_WHAT TO DO_.
Keyword search on "Ordering": report each line of the records that contains it.

START EXERCISE DATA

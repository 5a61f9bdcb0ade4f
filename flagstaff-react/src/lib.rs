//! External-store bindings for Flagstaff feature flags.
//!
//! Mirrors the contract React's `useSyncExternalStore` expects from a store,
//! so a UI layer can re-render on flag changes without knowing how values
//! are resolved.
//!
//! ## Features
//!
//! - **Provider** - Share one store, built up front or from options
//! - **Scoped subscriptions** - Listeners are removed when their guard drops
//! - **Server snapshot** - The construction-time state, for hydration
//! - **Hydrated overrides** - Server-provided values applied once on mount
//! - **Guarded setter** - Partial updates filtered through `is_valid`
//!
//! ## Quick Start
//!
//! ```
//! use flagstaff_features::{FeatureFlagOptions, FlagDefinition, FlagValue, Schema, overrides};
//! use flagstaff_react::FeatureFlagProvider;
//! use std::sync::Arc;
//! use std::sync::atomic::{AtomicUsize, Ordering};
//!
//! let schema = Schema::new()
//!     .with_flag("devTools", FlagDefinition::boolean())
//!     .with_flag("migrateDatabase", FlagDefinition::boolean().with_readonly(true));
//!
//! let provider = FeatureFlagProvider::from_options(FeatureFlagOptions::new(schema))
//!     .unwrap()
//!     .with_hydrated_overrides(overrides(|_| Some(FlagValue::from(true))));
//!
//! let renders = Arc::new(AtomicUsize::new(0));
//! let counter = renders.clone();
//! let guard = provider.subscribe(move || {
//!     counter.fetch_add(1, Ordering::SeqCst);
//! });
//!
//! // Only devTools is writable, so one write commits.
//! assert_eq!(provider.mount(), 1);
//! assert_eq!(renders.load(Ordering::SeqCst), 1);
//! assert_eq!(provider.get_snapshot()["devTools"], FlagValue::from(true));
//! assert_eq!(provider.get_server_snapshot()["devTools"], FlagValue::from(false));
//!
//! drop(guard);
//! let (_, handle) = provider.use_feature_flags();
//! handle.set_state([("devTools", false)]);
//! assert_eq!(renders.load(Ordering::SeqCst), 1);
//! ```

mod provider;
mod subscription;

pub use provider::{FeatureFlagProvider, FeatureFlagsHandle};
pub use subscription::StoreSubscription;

END EXERCISE DATA

_SOLVED PROBLEM_.
//! use std::sync::atomic::{AtomicUsize, Ordering};
//!     counter.fetch_add(1, Ordering::SeqCst);
//! assert_eq!(renders.load(Ordering::SeqCst), 1);
//! assert_eq!(renders.load(Ordering::SeqCst), 1);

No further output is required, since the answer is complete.